//! Resolution of type expressions written in predicates.

use std::collections::BTreeSet;

use gopat_syntax::{LitKind, Node, NodeKind, NodeList};

use super::{BasicKind, GoType, StructField, TypeInfo};

/// Returns the predeclared type called `name`.
#[must_use]
pub fn universe(name: &str) -> Option<GoType> {
    let kind = match name {
        "bool" => BasicKind::Bool,
        "int" => BasicKind::Int,
        "int8" => BasicKind::Int8,
        "int16" => BasicKind::Int16,
        "int32" | "rune" => BasicKind::Int32,
        "int64" => BasicKind::Int64,
        "uint" => BasicKind::Uint,
        "uint8" | "byte" => BasicKind::Uint8,
        "uint16" => BasicKind::Uint16,
        "uint32" => BasicKind::Uint32,
        "uint64" => BasicKind::Uint64,
        "uintptr" => BasicKind::Uintptr,
        "float32" => BasicKind::Float32,
        "float64" => BasicKind::Float64,
        "complex64" => BasicKind::Complex64,
        "complex128" => BasicKind::Complex128,
        "string" => BasicKind::String,
        "error" => return Some(GoType::named("error", GoType::interface(["Error"]))),
        "any" => return Some(GoType::interface(Vec::<String>::new())),
        _ => return None,
    };
    Some(GoType::Basic(kind))
}

/// Resolves a type expression against `info`'s scope.
///
/// Names are looked up in scope first and among the predeclared types
/// second. Returns `None` when any part of the expression is unknown or is
/// not a type.
pub fn resolve_type(node: &Node, info: &dyn TypeInfo) -> Option<GoType> {
    match &node.kind {
        NodeKind::Ident(name) => info.scope_lookup(name).or_else(|| universe(name)),
        NodeKind::Selector { x, sel } => {
            let qualified = format!("{}.{}", x.as_ident()?, sel.as_ident()?);
            info.scope_lookup(&qualified)
        }
        NodeKind::Paren(inner) => resolve_type(inner, info),
        NodeKind::Star(base) => Some(GoType::Pointer(Box::new(resolve_type(base, info)?))),
        NodeKind::ArrayType { len: None, elt } => {
            Some(GoType::Slice(Box::new(resolve_type(elt, info)?)))
        }
        NodeKind::ArrayType { len: Some(len), elt } => Some(GoType::Array {
            len: array_length(len)?,
            elem: Box::new(resolve_type(elt, info)?),
        }),
        NodeKind::MapType { key, value } => Some(GoType::Map {
            key: Box::new(resolve_type(key, info)?),
            value: Box::new(resolve_type(value, info)?),
        }),
        NodeKind::ChanType { dir, value } => Some(GoType::Chan {
            dir: *dir,
            elem: Box::new(resolve_type(value, info)?),
        }),
        NodeKind::FuncType {
            params, results, ..
        } => {
            let (param_types, variadic) = signature(params, info)?;
            let (result_types, _) = signature(results, info)?;
            Some(GoType::Func {
                params: param_types,
                results: result_types,
                variadic,
            })
        }
        NodeKind::StructType { fields } => struct_fields(fields, info).map(GoType::Struct),
        NodeKind::InterfaceType { methods } => interface_methods(methods, info).map(GoType::Interface),
        _ => None,
    }
}

fn array_length(len: &Node) -> Option<u64> {
    match &len.kind {
        NodeKind::BasicLit {
            kind: LitKind::Int,
            value,
        } => value.replace('_', "").parse().ok(),
        _ => None,
    }
}

/// Flattens a parameter list into one type per declared name.
fn signature(fields: &NodeList, info: &dyn TypeInfo) -> Option<(Vec<GoType>, bool)> {
    let mut types = Vec::new();
    let mut variadic = false;
    for field in &fields.items {
        let NodeKind::Field { names, ty: Some(ty), .. } = &field.kind else {
            return None;
        };
        let resolved = match &ty.kind {
            NodeKind::Ellipsis(Some(elem)) => {
                variadic = true;
                GoType::Slice(Box::new(resolve_type(elem, info)?))
            }
            _ => resolve_type(ty, info)?,
        };
        let count = names.len().max(1);
        types.extend(std::iter::repeat_n(resolved, count));
    }
    Some((types, variadic))
}

fn struct_fields(fields: &NodeList, info: &dyn TypeInfo) -> Option<Vec<StructField>> {
    let mut resolved = Vec::new();
    for field in &fields.items {
        let NodeKind::Field {
            names,
            ty: Some(ty),
            tag,
        } = &field.kind
        else {
            return None;
        };
        let field_type = resolve_type(ty, info)?;
        let tag_text = tag.as_deref().and_then(literal_text);
        if names.is_empty() {
            resolved.push(StructField {
                name: embedded_name(ty)?.to_owned(),
                ty: field_type,
                embedded: true,
                tag: tag_text,
            });
            continue;
        }
        for name in &names.items {
            resolved.push(StructField {
                name: name.as_ident()?.to_owned(),
                ty: field_type.clone(),
                embedded: false,
                tag: tag_text.clone(),
            });
        }
    }
    Some(resolved)
}

fn interface_methods(methods: &NodeList, info: &dyn TypeInfo) -> Option<BTreeSet<String>> {
    let mut names = BTreeSet::new();
    for element in &methods.items {
        let NodeKind::Field {
            names: method_names,
            ty,
            ..
        } = &element.kind
        else {
            return None;
        };
        if let Some(first) = method_names.items.first() {
            names.insert(first.as_ident()?.to_owned());
            continue;
        }
        let embedded = resolve_type(ty.as_deref()?, info)?;
        match embedded.underlying() {
            GoType::Interface(inherited) => names.extend(inherited.iter().cloned()),
            _ => return None,
        }
    }
    Some(names)
}

fn embedded_name(ty: &Node) -> Option<&str> {
    match &ty.kind {
        NodeKind::Ident(name) => Some(name),
        NodeKind::Selector { sel, .. } => sel.as_ident(),
        NodeKind::Star(base) => embedded_name(base),
        _ => None,
    }
}

fn literal_text(tag: &Node) -> Option<String> {
    match &tag.kind {
        NodeKind::BasicLit {
            kind: LitKind::String,
            value,
        } => Some(value.trim_matches(|c| c == '"' || c == '`').to_owned()),
        _ => None,
    }
}

#[cfg(test)]
mod tests {
    use rstest::rstest;

    use super::*;
    use crate::pattern::Pattern;
    use crate::types::{KindClass, TypeTable};

    fn type_node(text: &str) -> Node {
        let pattern = Pattern::compile(text).expect("type expression");
        pattern.root().as_node().cloned().expect("single node")
    }

    fn resolve(text: &str) -> Option<GoType> {
        let table = TypeTable::new()
            .with_name("Celsius", GoType::named("Celsius", GoType::Basic(BasicKind::Float64)))
            .with_name("io.Reader", GoType::named("io.Reader", GoType::interface(["Read"])));
        resolve_type(&type_node(text), &table)
    }

    #[rstest]
    #[case("int", KindClass::Basic)]
    #[case("*int", KindClass::Pointer)]
    #[case("[]string", KindClass::Slice)]
    #[case("[4]byte", KindClass::Array)]
    #[case("map[string]int", KindClass::Map)]
    #[case("chan int", KindClass::Chan)]
    #[case("func(int, ...string) error", KindClass::Func)]
    #[case("struct{ a, b int }", KindClass::Struct)]
    #[case("interface{ io.Reader; Close() error }", KindClass::Interface)]
    #[case("Celsius", KindClass::Basic)]
    #[case("error", KindClass::Interface)]
    fn type_expressions_resolve(#[case] text: &str, #[case] class: KindClass) {
        let resolved = resolve(text).unwrap_or_else(|| panic!("{text} should resolve"));
        assert_eq!(resolved.class(), class);
    }

    #[rstest]
    #[case("Unknown")]
    #[case("pkg.Missing")]
    #[case("[]Unknown")]
    fn unknown_names_do_not_resolve(#[case] text: &str) {
        assert_eq!(resolve(text), None);
    }

    #[test]
    fn variadic_parameters_become_slices() {
        let resolved = resolve("func(int, ...string)").expect("func type");
        let expected = GoType::Func {
            params: vec![
                GoType::Basic(BasicKind::Int),
                GoType::Slice(Box::new(GoType::Basic(BasicKind::String))),
            ],
            results: Vec::new(),
            variadic: true,
        };
        assert_eq!(resolved, expected);
    }

    #[test]
    fn embedded_interfaces_contribute_methods() {
        let resolved = resolve("interface{ io.Reader; Close() error }").expect("interface");
        assert_eq!(resolved, GoType::interface(["Close", "Read"]));
    }

    #[test]
    fn scope_shadows_predeclared_names() {
        let table = TypeTable::new().with_name("int", GoType::named("int", GoType::Basic(BasicKind::Int64)));
        let resolved = resolve_type(&type_node("int"), &table).expect("int");
        assert!(matches!(resolved, GoType::Named { .. }));
    }
}
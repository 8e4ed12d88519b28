//! Matching of pattern lists against candidate lists.
//!
//! Sequence metavariables are resolved like a regular-expression `*` over
//! list elements: the empty span is tried first, and a restart frame
//! remembers how to retry with the span grown by one element. Frames live on
//! an explicit stack, so search depth never depends on list length.
//!
//! Two shortcuts keep the search linear in the candidate length:
//!
//! - Reaching a sequence metavariable discards every earlier frame when no
//!   name bound before it is referenced at or after it. Any success those
//!   frames could still reach is also reachable by growing the newer span.
//! - A sequence metavariable followed only by single-element patterns has
//!   exactly one possible span in an anchored match, so it pushes no frame.

use std::collections::BTreeSet;
use std::ops::Range;

use gopat_syntax::{ListKind, Node};
use tracing::warn;

use super::Matcher;
use super::capture::Env;
use super::node::bind_slice;
use crate::metavariables::DISCARD;
use crate::pattern::Pattern;

struct Frame<'a> {
    env: Env<'a>,
    index: usize,
    name: &'a str,
    start: usize,
    end: usize,
}

struct Search<'a> {
    patterns: &'a [Node],
    candidates: &'a [Node],
    kind: ListKind,
    partial: bool,
    /// Whether a wildcard at each pattern index may drop earlier frames.
    cuts: Vec<bool>,
    /// Number of elements after each pattern index, when none of them is a
    /// sequence metavariable.
    fixed_tails: Vec<Option<usize>>,
}

enum Outcome {
    Matched(usize),
    Failed,
    Exhausted,
}

enum Tail {
    Open,
    Forced(usize),
    TooShort,
}

impl<'a> Matcher<'a> {
    /// Matches `patterns` against `candidates`.
    ///
    /// With `partial` set the match may start after the first candidate and
    /// end before the last. Returns the matched span of `candidates`; on
    /// failure `env` is left as it was.
    pub(crate) fn sequence(
        &mut self,
        patterns: &'a [Node],
        candidates: &'a [Node],
        kind: ListKind,
        partial: bool,
        env: &mut Env<'a>,
    ) -> Option<Range<usize>> {
        let table: &'a Pattern = self.pattern;
        let names: Vec<BTreeSet<&str>> = patterns
            .iter()
            .map(|element| bound_names(table, element))
            .collect();
        let search = Search {
            patterns,
            candidates,
            kind,
            partial,
            cuts: cut_points(&names),
            fixed_tails: fixed_tails(table, patterns),
        };
        let unconstrained = names.iter().enumerate().all(|(index, set)| {
            names
                .iter()
                .skip(index + 1)
                .all(|other| set.is_disjoint(other))
        });
        let anchored = patterns
            .first()
            .is_some_and(|first| table.sequence_wildcard(first).is_some());
        let last_start = if partial && !anchored { candidates.len() } else { 0 };

        let base = env.clone();
        let mut restarts = 0;
        for start in 0..=last_start {
            match self.search_from(&search, start, env, &mut restarts) {
                (Outcome::Matched(end), _) => return Some(start..end),
                (Outcome::Failed, true) if unconstrained => break,
                (Outcome::Failed, _) => *env = base.clone(),
                (Outcome::Exhausted, _) => {
                    self.stats.exhausted += 1;
                    warn!(
                        budget = self.restart_budget,
                        candidates = candidates.len(),
                        "list match abandoned after exhausting its restart budget"
                    );
                    break;
                }
            }
        }
        *env = base;
        None
    }

    /// Runs one anchored search; the flag reports whether a cut happened.
    fn search_from(
        &mut self,
        search: &Search<'a>,
        start: usize,
        env: &mut Env<'a>,
        restarts: &mut usize,
    ) -> (Outcome, bool) {
        let table: &'a Pattern = self.pattern;
        let mut stack: Vec<Frame<'a>> = Vec::new();
        let mut cut = false;
        let (mut i1, mut i2) = (0, start);
        let mut advanced = true;

        loop {
            if !advanced {
                let Some(frame) = stack.pop() else {
                    return (Outcome::Failed, cut);
                };
                *restarts += 1;
                self.stats.restarts += 1;
                if *restarts > self.restart_budget {
                    return (Outcome::Exhausted, cut);
                }
                let Frame {
                    env: saved,
                    index,
                    name,
                    start: span_start,
                    end,
                } = frame;
                if end < search.candidates.len() {
                    stack.push(Frame {
                        env: saved.clone(),
                        index,
                        name,
                        start: span_start,
                        end: end + 1,
                    });
                }
                *env = saved;
                let span = search.candidates.get(span_start..end).unwrap_or_default();
                advanced = bind_slice(env, name, search.kind, span);
                if advanced {
                    i1 = index + 1;
                    i2 = end;
                }
                continue;
            }

            let Some(element) = search.patterns.get(i1) else {
                if i2 == search.candidates.len() || search.partial {
                    return (Outcome::Matched(i2), cut);
                }
                advanced = false;
                continue;
            };

            if let Some(mv) = table.sequence_wildcard(element) {
                if search.cuts.get(i1).copied().unwrap_or(false) {
                    stack.clear();
                    cut = true;
                }
                match search.tail(i1, i2) {
                    Tail::Forced(end) => {
                        let span = search.candidates.get(i2..end).unwrap_or_default();
                        advanced = bind_slice(env, &mv.name, search.kind, span);
                        if advanced {
                            i1 += 1;
                            i2 = end;
                        }
                        continue;
                    }
                    Tail::TooShort => {
                        advanced = false;
                        continue;
                    }
                    Tail::Open => {}
                }
                if i2 < search.candidates.len() {
                    stack.push(Frame {
                        env: env.clone(),
                        index: i1,
                        name: &mv.name,
                        start: i2,
                        end: i2 + 1,
                    });
                }
                let empty = search.candidates.get(i2..i2).unwrap_or_default();
                advanced = bind_slice(env, &mv.name, search.kind, empty);
                if advanced {
                    i1 += 1;
                }
                continue;
            }

            advanced = match search.candidates.get(i2) {
                Some(candidate) => self.node(element, candidate, env),
                None => false,
            };
            if advanced {
                i1 += 1;
                i2 += 1;
            }
        }
    }
}

impl Search<'_> {
    /// Decides the span of the sequence metavariable at `index` when it
    /// starts at `from` and the rest of the pattern has a fixed length.
    fn tail(&self, index: usize, from: usize) -> Tail {
        let len = self.candidates.len();
        match self.fixed_tails.get(index).copied().flatten() {
            Some(0) => Tail::Forced(len),
            Some(rest) if !self.partial => match len.checked_sub(rest) {
                Some(end) if end >= from => Tail::Forced(end),
                _ => Tail::TooShort,
            },
            _ => Tail::Open,
        }
    }
}

/// Collects the non-discard metavariable names occurring in `element`.
fn bound_names<'p>(table: &'p Pattern, element: &Node) -> BTreeSet<&'p str> {
    element
        .descendants()
        .filter_map(|node| table.metavar(node))
        .filter(|mv| mv.name != DISCARD)
        .map(|mv| mv.name.as_str())
        .collect()
}

/// Marks the indices whose elements share no name with any earlier element.
fn cut_points(names: &[BTreeSet<&str>]) -> Vec<bool> {
    let mut before = BTreeSet::new();
    let mut cuts = Vec::with_capacity(names.len());
    for (index, element_names) in names.iter().enumerate() {
        let later = names.get(index..).unwrap_or_default();
        cuts.push(later.iter().all(|set| set.is_disjoint(&before)));
        before.extend(element_names.iter().copied());
    }
    cuts
}

fn fixed_tails(table: &Pattern, patterns: &[Node]) -> Vec<Option<usize>> {
    let mut tails: Vec<Option<usize>> = patterns
        .iter()
        .rev()
        .scan(Some(0_usize), |fixed, element| {
            let current = *fixed;
            *fixed = if table.sequence_wildcard(element).is_some() {
                None
            } else {
                fixed.map(|count| count + 1)
            };
            Some(current)
        })
        .collect();
    tails.reverse();
    tails
}
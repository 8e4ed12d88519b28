//! Go syntax trees for structural search and rewriting.
//!
//! This crate turns Go source into an owned, closed node model that the
//! `gopat` engine matches and rewrites:
//!
//! - **Parsing** via [`Parser`], a Tree-sitter wrapper configured with the Go
//!   grammar that reports syntax errors with one-based positions
//! - **Lowering** of the concrete tree into [`Node`]s with stable
//!   [`NodeId`]s and byte/line spans
//! - **Child slots** via [`Node::slots`] and [`Node::slots_mut`], giving every
//!   variant a fixed child order that side tables can index into
//! - **Printing** via [`print_node`] and [`print_fragment`]
//!
//! # Example
//!
//! ```
//! use gopat_syntax::{Parser, print_node};
//!
//! let mut parser = Parser::new()?;
//! let result = parser.parse("package p\n\nfunc f() { x := 1 }\n")?;
//! let file = result.file();
//! assert!(print_node(&file).contains("x := 1"));
//! # Ok::<(), gopat_syntax::SyntaxError>(())
//! ```

mod error;
mod lower;
mod node;
mod parser;
mod printer;
mod span;

pub use error::SyntaxError;
pub use node::{
    AssignOp, BinaryOp, BranchKind, ChanDir, DeclKind, Descendants, Fragment, LitKind, ListKind,
    Node, NodeId, NodeKind, NodeList, Slot, SlotMut, UnaryOp, span_of,
};
pub use parser::{ParseResult, Parser, SyntaxErrorInfo, parse_file};
pub use printer::{print_fragment, print_list, print_node};
pub use span::{LineCol, Span, point_to_one_based};

#[cfg(test)]
mod tests;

================

**Your objective**.
Your reply must consist solely of the number of lines in the data that contain the word "Pointer".

**Answer for this exercise**.
2